Ann Shorey has been a full-time writer for over twenty years. Her writing has appeared in Chicken Soup for the Grandma’s Soul, and in the Adams Media Cup of Comfort series. She made her fiction debut with The Edge of Light, Book One in the At Home in Beldon Grove series. She’s tempted to thank Peet’s coffee and Dove chocolates when she writes the acknowledgments for her books.

She may be contacted through her website,, which also contains her blog, or find her on Facebook at


  1. I broke my tibia once, Not in the 1860s, but I can tell you what it's like.
    If they'd let me, I could probably have been walking with crutches within a few hours, but they wouldn't let me for nearly two days.
    But for the first few days to maybe a week your character ought to be walking pretty gingerly, as it will be excruciating if he knocks his cast on anything.
    My leg healed slower than was expected (they told me that's because I didn't break the fibula as well, and as it's longer then the tib it pushes the ends of the bone apart. Maybe something to think about, especially if you wanted him incapacitated a touch longer or frustrated at how long it was taking to heal).
    *What they said: ~24 hrs before walking. 1-2 weeks before weight-bearing, 6 weeks in plaster total and 2 more with crutches.
    *Actual: ~2 days before walking, 8 weeks in plaster, all of it non-weight bearing, 4 more weeks with crutches (weight-bearing). Then 2 weeks limping until I got a bit of muscle back.
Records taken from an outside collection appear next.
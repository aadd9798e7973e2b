//! Value-network query codec.
//!
//! A query packs `(active player, traverser, one-hot last action, board
//! slots, discard choices, street, both belief vectors)` into one flat `f32`
//! buffer. The belief sections are safely normalized on write, so the
//! round-trip is exact modulo that normalization.

use crate::Pair;
use crate::game::{Game, PartialPublicState, PlayerId};
use crate::probability::{REACH_SMOOTHING_EPS, write_normalized_probabilities};

/// Flat query length for this game.
#[must_use]
pub fn query_size(game: &Game) -> usize {
    // player + traverser + one-hot action + 6 board slots + 2 discards
    // + street + two belief vectors.
    1 + 1 + game.num_actions() + 6 + 2 + 1 + 2 * game.num_hands()
}

/// Serialize a query into `out`, returning the number of values written.
///
/// # Panics
///
/// Panics unless `out.len() == query_size(game)`.
#[allow(clippy::cast_precision_loss)]
pub fn write_query_to(
    game: &Game,
    traverser: PlayerId,
    state: &PartialPublicState,
    reaches0: &[f64],
    reaches1: &[f64],
    out: &mut [f32],
) -> usize {
    assert_eq!(out.len(), query_size(game), "query buffer size mismatch");

    let num_hands = game.num_hands();
    let mut index = 0;
    out[index] = state.player_id as f32;
    index += 1;
    out[index] = traverser as f32;
    index += 1;

    for action in 0..game.num_actions() {
        out[index] = f32::from(state.last_action == Some(action));
        index += 1;
    }

    for (slot, &card) in state.board_cards.iter().enumerate() {
        out[index] = if slot < state.num_board_cards && card >= 0 {
            f32::from(card)
        } else {
            -1.0
        };
        index += 1;
    }

    out[index] = f32::from(state.discard_choice[0]);
    index += 1;
    out[index] = f32::from(state.discard_choice[1]);
    index += 1;
    out[index] = f32::from(state.street);
    index += 1;

    write_normalized_probabilities(
        reaches0,
        REACH_SMOOTHING_EPS,
        &mut out[index..index + num_hands],
    );
    index += num_hands;
    write_normalized_probabilities(
        reaches1,
        REACH_SMOOTHING_EPS,
        &mut out[index..index + num_hands],
    );
    index += num_hands;
    index
}

/// Serialize a query into a fresh buffer.
#[must_use]
pub fn serialize_query(
    game: &Game,
    traverser: PlayerId,
    state: &PartialPublicState,
    reaches0: &[f64],
    reaches1: &[f64],
) -> Vec<f32> {
    let mut out = vec![0.0; query_size(game)];
    write_query_to(game, traverser, state, reaches0, reaches1, &mut out);
    out
}

/// Invert [`serialize_query`].
///
/// Returns `(traverser, state, beliefs)`. `num_board_cards` is
/// recovered as the highest populated board slot, so deals the solver never
/// saw concretely (all slots `-1`) deserialize with an empty board.
///
/// # Panics
///
/// Panics unless `query.len() == query_size(game)`.
#[must_use]
#[allow(
    clippy::cast_possible_truncation,
    clippy::cast_sign_loss,
    clippy::similar_names
)]
pub fn deserialize_query(
    game: &Game,
    query: &[f32],
) -> (PlayerId, PartialPublicState, Pair<Vec<f64>>) {
    assert_eq!(query.len(), query_size(game), "query buffer size mismatch");

    let mut state = game.initial_state();
    let mut index = 0;
    state.player_id = query[index].round() as PlayerId;
    index += 1;
    let traverser = query[index].round() as PlayerId;
    index += 1;

    state.last_action = None;
    for action in 0..game.num_actions() {
        if query[index] > 0.5 {
            state.last_action = Some(action);
        }
        index += 1;
    }

    state.num_board_cards = 0;
    for slot in 0..6 {
        let card = query[index].round() as i32;
        index += 1;
        if (0..52).contains(&card) {
            state.board_cards[slot] = card as i8;
            state.num_board_cards = slot + 1;
        } else {
            state.board_cards[slot] = -1;
        }
    }

    state.discard_choice[0] = query[index].round() as i8;
    index += 1;
    state.discard_choice[1] = query[index].round() as i8;
    index += 1;
    state.street = query[index].round() as u16;
    index += 1;

    let num_hands = game.num_hands();
    let beliefs0 = query[index..index + num_hands]
        .iter()
        .map(|&v| f64::from(v))
        .collect();
    index += num_hands;
    let beliefs1 = query[index..index + num_hands]
        .iter()
        .map(|&v| f64::from(v))
        .collect();

    (traverser, state, [beliefs0, beliefs1])
}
    1. I say plaster. It was actually fibreglass. Except the first bit, where they did a split cast - because of the swelling - which was actually plaster, and then covered it over with fibreglass after two days. That first cast was bl**dy heavy.

    2. Sorry. Getting confused (was a few years ago). They said it would be 8 weeks and 4, cast and crutches, it was actually 12 and 4.

      But that doesn't fit with what Jordyn said, though this time I *am* sure. If it turns out I only needed to be in a cast for half the time I was, I will be p*ssed off.

      Will stop cluttering up this post with self-replies now.

  2. Carrie,

    I appreciate all the insight you offered. Thank you.